En el marco de la Cátedra MacBride, se presentan los aportes críticos, creativos y colectivos de nuestros estudiantes por una comunicación justa y soberana.

Fragmentación del tejido comunicacional comunitario

Por: Karina Dirino Mirena.

Cohorte: XIX del Diplomado en Comunicación Política.

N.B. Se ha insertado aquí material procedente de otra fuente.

use thiserror::Error;

/// Represents to an error occurred while speaking the supervise protocol.
#[derive(Debug, Error)]
pub enum Error {
    /// A record was transferred partially.
    ///
    /// Records are smaller than `PIPE_BUF`, so this indicates a broken peer rather than a recoverable condition.
    #[error("truncated record: expected {expected} bytes, got {actual}")]
    Truncated { expected: usize, actual: usize },

    /// The status record carried an unknown disposition tag.
    #[error("unknown disposition code {0}")]
    UnknownDisposition(i32),

    /// The peer closed the channel.
    #[error("channel closed")]
    Closed,

    /// The underlying I/O operation failed.
    #[error("{0}")]
    Io(#[from] std::io::Error),
}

Uno de los problemas más urgentes en el campo de la comunicación actual es la fragmentación del tejido comunicacional comunitario. En una era marcada por la hiperconectividad digital, los vínculos humanos no se han fortalecido, sino debilitado. La velocidad y el alcance de las plataformas tecnológicas han individualizado los intercambios, desplazando el diálogo presencial, el encuentro cara a cara y el calor del “nosotros”. Esta fragmentación no es solo técnica, sino simbólica: se impone una semiosis autista, donde cada persona se encierra en su burbuja informativa, sin escucha ni construcción colectiva.

Este fenómeno afecta especialmente a los espacios populares, donde históricamente la palabra compartida ha sido herramienta de organización, resistencia y ternura. La pérdida de estos espacios empobrece el sentido de comunidad y dificulta la creación de relatos comunes. Ya no se conversa en la plaza, en la asamblea, en el círculo; se comenta, se reacciona, se desliza el dedo. La lógica digital transforma la comunicación en una transacción rápida y superficial, donde el valor de la palabra se mide por su viralidad, no por su capacidad de convocar o sanar.

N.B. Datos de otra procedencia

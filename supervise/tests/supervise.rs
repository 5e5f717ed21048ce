//! End-to-end behavior of the `supervise` binary, driven through its standard input and output.

use std::{
    collections::BTreeSet,
    io::{BufRead, BufReader, Write},
    process::{Child, ChildStdin, ChildStdout, Command, ExitStatus, Stdio},
    sync::mpsc,
    time::{Duration, Instant},
};
use supervise_sdk::prelude::*;

const TIMEOUT: Duration = Duration::from_secs(20);

/// A running `supervise` whose children are the given shell jobs.
struct Harness {
    process: Child,
    controller: Option<Controller<ChildStdin>>,
    statuses: Option<StatusReader<ChildStdout>>,
    children: Vec<i32>,
    watchdog: Option<mpsc::Sender<()>>,
}
impl Harness {
    /// Starts each job in the background of a shell, then replaces the shell with `supervise`, which inherits the jobs as
    /// its children.
    ///
    /// A job does not start before the shell has become `supervise`; otherwise a short job could be reaped by the shell
    /// itself. The wait uses shell builtins only, so it leaves no grandchildren behind.
    fn spawn(jobs: &[&str]) -> Self {
        let mut script = String::new();
        for job in jobs {
            script.push_str(&format!(
                "(until read -r name < /proc/$$/comm && [ \"$name\" = supervise ]; do :; done; {job}) \
                 </dev/null >/dev/null 2>/dev/null & echo $! >&2; "
            ));
        }
        script.push_str("exec \"$0\"");

        let mut process = Command::new("/bin/sh")
            .arg("-c")
            .arg(script)
            .arg(env!("CARGO_BIN_EXE_supervise"))
            .env_remove("SUPERVISE_CONSOLE")
            .stdin(Stdio::piped())
            .stdout(Stdio::piped())
            .stderr(Stdio::piped())
            .spawn()
            .unwrap();

        let mut stderr = BufReader::new(process.stderr.take().unwrap());
        let children = jobs
            .iter()
            .map(|_| {
                let mut line = String::new();
                stderr.read_line(&mut line).unwrap();
                line.trim().parse().unwrap()
            })
            .collect();

        // A hung supervisor is killed, which closes the status channel and fails the test instead of blocking it.
        let (tx, rx) = mpsc::channel::<()>();
        let pid = process.id() as i32;
        std::thread::spawn(move || {
            if let Err(mpsc::RecvTimeoutError::Timeout) = rx.recv_timeout(TIMEOUT) {
                unsafe { libc::kill(pid, libc::SIGKILL) };
            }
        });

        Self {
            controller: process.stdin.take().map(Controller::new),
            statuses: process.stdout.take().map(StatusReader::new),
            process,
            children,
            watchdog: Some(tx),
        }
    }

    fn pid(&self) -> i32 {
        self.process.id() as i32
    }

    fn controller(&mut self) -> &mut Controller<ChildStdin> {
        self.controller.as_mut().unwrap()
    }

    fn recv(&mut self) -> ChildStatus {
        self.statuses.as_mut().unwrap().recv().unwrap()
    }

    fn close_control(&mut self) {
        drop(self.controller.take());
    }

    fn close_status(&mut self) {
        drop(self.statuses.take());
    }

    /// Blocks until `supervise` has blocked the signals it handles.
    fn wait_ready(&self) {
        let mask = (1u64 << (libc::SIGTERM - 1)) | (1u64 << (libc::SIGCHLD - 1));
        let deadline = Instant::now() + TIMEOUT;
        loop {
            let status = std::fs::read_to_string(format!("/proc/{}/status", self.pid()))
                .unwrap_or_default();
            let blocked = status
                .lines()
                .find_map(|x| x.strip_prefix("SigBlk:"))
                .and_then(|x| u64::from_str_radix(x.trim(), 16).ok())
                .unwrap_or(0);
            if blocked & mask == mask {
                return;
            }
            assert!(Instant::now() < deadline, "supervise never became ready");
            std::thread::sleep(Duration::from_millis(10));
        }
    }

    fn wait(&mut self) -> ExitStatus {
        let status = self.process.wait().unwrap();
        drop(self.watchdog.take());
        status
    }
}
impl Drop for Harness {
    fn drop(&mut self) {
        if let Ok(None) = self.process.try_wait() {
            self.process.kill().ok();
            self.process.wait().ok();
        }
    }
}

fn killed_by(status: &ChildStatus, signal: i32) -> bool {
    status.disposition == Disposition::Killed && status.signal() == Some(signal)
}

#[test]
fn relays_signals_to_children_only() {
    let mut harness = Harness::spawn(&["exec sleep 30", "exec sleep 30"]);
    let (first, second) = (harness.children[0], harness.children[1]);
    let mut stranger = Command::new("sleep").arg("30").spawn().unwrap();

    harness.controller().terminate(stranger.id() as i32).unwrap();
    harness.controller().terminate(first).unwrap();

    let status = harness.recv();
    assert_eq!(status.pid, first);
    assert_eq!(status.uid, unsafe { libc::getuid() });
    assert!(killed_by(&status, libc::SIGTERM));

    // Requests are handled in order, so the one for the stranger was already dropped.
    assert!(stranger.try_wait().unwrap().is_none());
    stranger.kill().unwrap();
    stranger.wait().unwrap();

    harness.close_control();
    let status = harness.recv();
    assert_eq!(status.pid, second);
    assert!(killed_by(&status, libc::SIGKILL));

    assert!(harness.wait().success());
    assert!(harness.statuses.as_mut().unwrap().next().is_none());
}

#[test]
fn survives_status_reader_going_away() {
    let mut harness = Harness::spawn(&["sleep 1", "sleep 1", "sleep 1"]);
    harness.close_status();
    assert!(harness.wait().success());
}

#[test]
fn fatal_signal_terminates_subtree() {
    let mut harness = Harness::spawn(&["exec sleep 30", "exec sleep 30"]);
    harness.wait_ready();
    unsafe { libc::kill(harness.pid(), libc::SIGTERM) };

    let reported: BTreeSet<_> = (0..2)
        .map(|_| {
            let status = harness.recv();
            assert!(killed_by(&status, libc::SIGKILL));
            status.pid
        })
        .collect();
    assert_eq!(reported, harness.children.iter().copied().collect());
    assert!(harness.wait().success());
}

#[test]
fn exits_without_children() {
    let mut harness = Harness::spawn(&[]);
    assert!(harness.wait().success());

    let mut harness = Harness::spawn(&[]);
    harness.close_control();
    assert!(harness.wait().success());
}

#[test]
fn reports_exit_code() {
    let mut harness = Harness::spawn(&["exit 3"]);
    let status = harness.recv();
    assert_eq!(status.pid, harness.children[0]);
    assert_eq!(status.disposition, Disposition::Exited);
    assert_eq!(status.code(), Some(3));
    assert!(!status.is_success());
    assert!(harness.wait().success());
}

#[test]
fn partial_request_is_fatal() {
    let mut harness = Harness::spawn(&["exec sleep 30"]);
    let mut stdin = harness.controller.take().unwrap().into_inner();
    stdin.write_all(&[0u8; 3]).unwrap();

    let status = harness.wait();
    assert_eq!(status.code(), Some(1));
    assert!(harness.statuses.as_mut().unwrap().next().is_none());
}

En los espacios que acompaño, he visto cómo el diálogo presencial transforma el ánimo colectivo: una ronda de palabra puede sanar heridas, despertar memorias y fortalecer la organización. Por eso considero urgente recuperar el tejido comunicacional desde lo afectivo, lo presencial y lo colectivo. Podemos crear guías, tarjetas o espacios rituales que inviten a la conversación cara a cara, donde cada voz sea escuchada con respeto y cada silencio tenga lugar. Estos materiales deben reflejar nuestra ternura, nuestra historia y nuestra esperanza. La comunicación debe volver a ser puente, no muro; abrazo, no algoritmo.

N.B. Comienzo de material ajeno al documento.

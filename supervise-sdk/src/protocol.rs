//! # Supervise Wire Protocol
//! The protocol `supervise` speaks on its two channels.
//!
//! ## Framing
//! There is no length prefix and no versioning. Each channel carries exactly one record shape, and the fixed record size is
//! the framing. Every record is much smaller than `PIPE_BUF`, so a single `read` or `write` transfers either the whole
//! record or nothing. Observing a partial record means a broken invariant, and is reported as [`Error::Truncated`].
//!
//! ## Control Channel
//! The owner writes [`ControlRequest`] records asking the supervisor to send a signal to one of its children:
//!
//! | Offset | Type  | Field    |
//! |--------|-------|----------|
//! | 0      | `i32` | `pid`    |
//! | 4      | `i32` | `signal` |
//!
//! ## Status Channel
//! The supervisor writes one [`ChildStatus`] record for every child it reaps:
//!
//! | Offset | Type  | Field    |
//! |--------|-------|----------|
//! | 0      | `i32` | `pid`    |
//! | 4      | `u32` | `uid`    |
//! | 8      | `i32` | `signal` |
//! | 12     | `i32` | `status` |
//! | 16     | `i32` | `code`   |
//!
//! All fields are in host byte order, since both ends always run on the same machine.

use crate::Error;

/// A request to deliver `signal` to the child `pid`.
#[derive(Debug, Clone, Copy, PartialEq, Eq, Hash)]
pub struct ControlRequest {
    pub pid: i32,
    pub signal: i32,
}
impl ControlRequest {
    /// Size of an encoded control record, in bytes.
    pub const SIZE: usize = 8;

    /// Creates a new [`ControlRequest`].
    pub const fn new(pid: i32, signal: i32) -> Self {
        Self { pid, signal }
    }

    /// Encodes the request into its wire representation.
    pub fn encode(&self) -> [u8; Self::SIZE] {
        let mut buf = [0u8; Self::SIZE];
        buf[0..4].copy_from_slice(&self.pid.to_ne_bytes());
        buf[4..8].copy_from_slice(&self.signal.to_ne_bytes());
        buf
    }

    /// Decodes a request from its wire representation.
    ///
    /// # Errors
    /// An `Err(_)` is returned if `buf` is not exactly [`ControlRequest::SIZE`] bytes long.
    pub fn decode(buf: &[u8]) -> Result<Self, Error> {
        let buf = exact::<{ Self::SIZE }>(buf)?;
        Ok(Self {
            pid: i32_at(buf, 0),
            signal: i32_at(buf, 4),
        })
    }
}

/// How a reaped child changed state.
///
/// The numbering follows the kernel's `CLD_*` codes.
#[derive(Debug, Clone, Copy, PartialEq, Eq, Hash)]
#[repr(i32)]
pub enum Disposition {
    /// The child exited normally.
    Exited = 1,

    /// The child was killed by a signal.
    Killed = 2,

    /// The child was killed by a signal and dumped core.
    Dumped = 3,

    /// A traced child has trapped.
    Trapped = 4,

    /// The child was stopped by a signal.
    Stopped = 5,

    /// A stopped child was continued.
    Continued = 6,
}
impl Disposition {
    /// Returns the wire code of the disposition.
    pub const fn code(self) -> i32 {
        self as i32
    }
}
impl TryFrom<i32> for Disposition {
    type Error = Error;

    fn try_from(code: i32) -> Result<Self, Self::Error> {
        Ok(match code {
            1 => Self::Exited,
            2 => Self::Killed,
            3 => Self::Dumped,
            4 => Self::Trapped,
            5 => Self::Stopped,
            6 => Self::Continued,
            x => return Err(Error::UnknownDisposition(x)),
        })
    }
}

/// A snapshot of a child's state change, emitted once per reaped child.
#[derive(Debug, Clone, Copy, PartialEq, Eq, Hash)]
pub struct ChildStatus {
    /// Process ID of the child.
    pub pid: i32,

    /// Real user ID of the child.
    pub uid: u32,

    /// Signal that terminated the child, or `0` if it was not terminated by a signal.
    pub signal: i32,

    /// Raw status: the exit code if the child exited, otherwise the signal number.
    pub status: i32,

    /// How the child changed state.
    pub disposition: Disposition,
}
impl ChildStatus {
    /// Size of an encoded status record, in bytes.
    pub const SIZE: usize = 20;

    /// Returns the exit code if the child exited normally.
    pub fn code(&self) -> Option<i32> {
        match self.disposition {
            Disposition::Exited => Some(self.status),
            _ => None,
        }
    }

    /// Returns the terminating signal if the child was killed.
    pub fn signal(&self) -> Option<i32> {
        match self.disposition {
            Disposition::Killed | Disposition::Dumped => Some(self.signal),
            _ => None,
        }
    }

    /// Returns `true` if the child exited with code `0`.
    pub fn is_success(&self) -> bool {
        self.code() == Some(0)
    }

    /// Encodes the status into its wire representation.
    pub fn encode(&self) -> [u8; Self::SIZE] {
        let mut buf = [0u8; Self::SIZE];
        buf[0..4].copy_from_slice(&self.pid.to_ne_bytes());
        buf[4..8].copy_from_slice(&self.uid.to_ne_bytes());
        buf[8..12].copy_from_slice(&self.signal.to_ne_bytes());
        buf[12..16].copy_from_slice(&self.status.to_ne_bytes());
        buf[16..20].copy_from_slice(&self.disposition.code().to_ne_bytes());
        buf
    }

    /// Decodes a status from its wire representation.
    ///
    /// # Errors
    /// An `Err(_)` is returned if `buf` is not exactly [`ChildStatus::SIZE`] bytes long, or the disposition tag is unknown.
    pub fn decode(buf: &[u8]) -> Result<Self, Error> {
        let buf = exact::<{ Self::SIZE }>(buf)?;
        Ok(Self {
            pid: i32_at(buf, 0),
            uid: u32::from_ne_bytes([buf[4], buf[5], buf[6], buf[7]]),
            signal: i32_at(buf, 8),
            status: i32_at(buf, 12),
            disposition: Disposition::try_from(i32_at(buf, 16))?,
        })
    }
}

fn exact<const N: usize>(buf: &[u8]) -> Result<&[u8; N], Error> {
    buf.try_into().map_err(|_| Error::Truncated {
        expected: N,
        actual: buf.len(),
    })
}

fn i32_at(buf: &[u8], offset: usize) -> i32 {
    i32::from_ne_bytes([
        buf[offset],
        buf[offset + 1],
        buf[offset + 2],
        buf[offset + 3],
    ])
}

#[cfg(test)]
mod tests {
    use super::*;

    #[test]
    fn control_layout() {
        let buf = ControlRequest::new(4242, libc::SIGTERM).encode();
        assert_eq!(&buf[0..4], &4242i32.to_ne_bytes());
        assert_eq!(&buf[4..8], &libc::SIGTERM.to_ne_bytes());
        assert_eq!(
            ControlRequest::decode(&buf).unwrap(),
            ControlRequest::new(4242, libc::SIGTERM)
        );
    }

    #[test]
    fn records_fit_in_pipe_buf() {
        assert!(ControlRequest::SIZE <= libc::PIPE_BUF);
        assert!(ChildStatus::SIZE <= libc::PIPE_BUF);
    }

    #[test]
    fn truncated_control() {
        let buf = ControlRequest::new(1, 2).encode();
        assert!(matches!(
            ControlRequest::decode(&buf[..5]),
            Err(Error::Truncated {
                expected: 8,
                actual: 5
            })
        ));
    }

    #[test]
    fn status_killed() {
        let status = ChildStatus {
            pid: 77,
            uid: 1000,
            signal: libc::SIGKILL,
            status: libc::SIGKILL,
            disposition: Disposition::Killed,
        };
        let decoded = ChildStatus::decode(&status.encode()).unwrap();
        assert_eq!(decoded, status);
        assert_eq!(decoded.signal(), Some(libc::SIGKILL));
        assert_eq!(decoded.code(), None);
        assert!(!decoded.is_success());
    }

    #[test]
    fn status_exited() {
        let status = ChildStatus {
            pid: 78,
            uid: 0,
            signal: 0,
            status: 0,
            disposition: Disposition::Exited,
        };
        assert!(status.is_success());
        assert_eq!(status.signal(), None);
    }

    #[test]
    fn status_unknown_disposition() {
        let mut buf = ChildStatus {
            pid: 1,
            uid: 0,
            signal: 0,
            status: 0,
            disposition: Disposition::Exited,
        }
        .encode();
        buf[16..20].copy_from_slice(&9i32.to_ne_bytes());
        assert!(matches!(
            ChildStatus::decode(&buf),
            Err(Error::UnknownDisposition(9))
        ));
    }

    #[test]
    fn disposition_codes_match_kernel() {
        assert_eq!(Disposition::Exited.code(), libc::CLD_EXITED);
        assert_eq!(Disposition::Killed.code(), libc::CLD_KILLED);
        assert_eq!(Disposition::Dumped.code(), libc::CLD_DUMPED);
        assert_eq!(Disposition::Trapped.code(), libc::CLD_TRAPPED);
        assert_eq!(Disposition::Stopped.code(), libc::CLD_STOPPED);
        assert_eq!(Disposition::Continued.code(), libc::CLD_CONTINUED);
    }
}
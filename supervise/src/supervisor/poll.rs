//! Readiness multiplexing over the four descriptors of the supervisor.
//!
//! The set is fixed in size and order, so it lives on the stack and needs no allocation per iteration.

use std::os::fd::RawFd;

/// Index of a descriptor in the [`PollSet`].
#[derive(Debug, Clone, Copy, PartialEq, Eq)]
pub enum Slot {
    Control = 0,
    Status = 1,
    Child = 2,
    Fatal = 3,
}

/// Events reported for one slot after [`PollSet::wait`].
#[derive(Debug, Default, Clone, Copy, PartialEq, Eq)]
pub struct Events(libc::c_short);
impl Events {
    /// Data can be read without blocking.
    pub fn readable(self) -> bool {
        self.0 & libc::POLLIN != 0
    }

    /// The peer hung up, the descriptor is in an error state or it is not open.
    pub fn hangup(self) -> bool {
        self.0 & (libc::POLLHUP | libc::POLLERR | libc::POLLNVAL) != 0
    }

    /// Like [`Events::hangup`], but also counts the writing side of a stream shutting down.
    pub fn closed(self) -> bool {
        self.hangup() || self.0 & libc::POLLRDHUP != 0
    }
}

/// What became ready during one [`PollSet::wait`].
#[derive(Debug, Default, Clone, Copy, PartialEq, Eq)]
pub struct Readiness {
    pub control: Events,
    pub status: Events,
    pub child: Events,
    pub fatal: Events,
}

/// The `pollfd` array of the supervisor.
pub struct PollSet {
    fds: [libc::pollfd; 4],
}
impl PollSet {
    /// Creates a new [`PollSet`].
    ///
    /// The status channel is never polled for input; hangups and errors are reported on it regardless of the requested
    /// events.
    pub fn new(control: RawFd, status: RawFd, child: RawFd, fatal: RawFd) -> Self {
        let entry = |fd, events| libc::pollfd {
            fd,
            events,
            revents: 0,
        };
        Self {
            fds: [
                entry(control, libc::POLLIN | libc::POLLRDHUP),
                entry(status, 0),
                entry(child, libc::POLLIN),
                entry(fatal, libc::POLLIN),
            ],
        }
    }

    /// Stops watching the descriptor in `slot`. `poll` skips negative descriptors.
    pub fn disable(&mut self, slot: Slot) {
        let entry = &mut self.fds[slot as usize];
        entry.fd = -1;
        entry.revents = 0;
    }

    /// Blocks until at least one watched descriptor is ready.
    ///
    /// # Errors
    /// An `Err(_)` is returned if the underlying OS function failed.
    pub fn wait(&mut self) -> std::io::Result<Readiness> {
        loop {
            let result = unsafe {
                libc::poll(
                    self.fds.as_mut_ptr(),
                    self.fds.len() as libc::nfds_t,
                    -1,
                )
            };
            if result == -1 {
                let err = std::io::Error::last_os_error();
                if err.kind() == std::io::ErrorKind::Interrupted {
                    continue;
                }
                return Err(err);
            }

            let revents = |slot: Slot| Events(self.fds[slot as usize].revents);
            return Ok(Readiness {
                control: revents(Slot::Control),
                status: revents(Slot::Status),
                child: revents(Slot::Child),
                fatal: revents(Slot::Fatal),
            });
        }
    }
}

En nuestras comunidades, la palabra tiene cuerpo, ritmo y memoria. No podemos permitir que se diluya en la lógica del scroll infinito. Necesitamos volver a mirarnos, a escucharnos sin pantallas de por medio, a construir relatos que nos sostengan y nos transformen. Cuando recuperamos el lenguaje como territorio común, no solo volvemos a creer: volvemos a construir. Y eso, en tiempos de fragmentación, es una forma profunda de resistencia.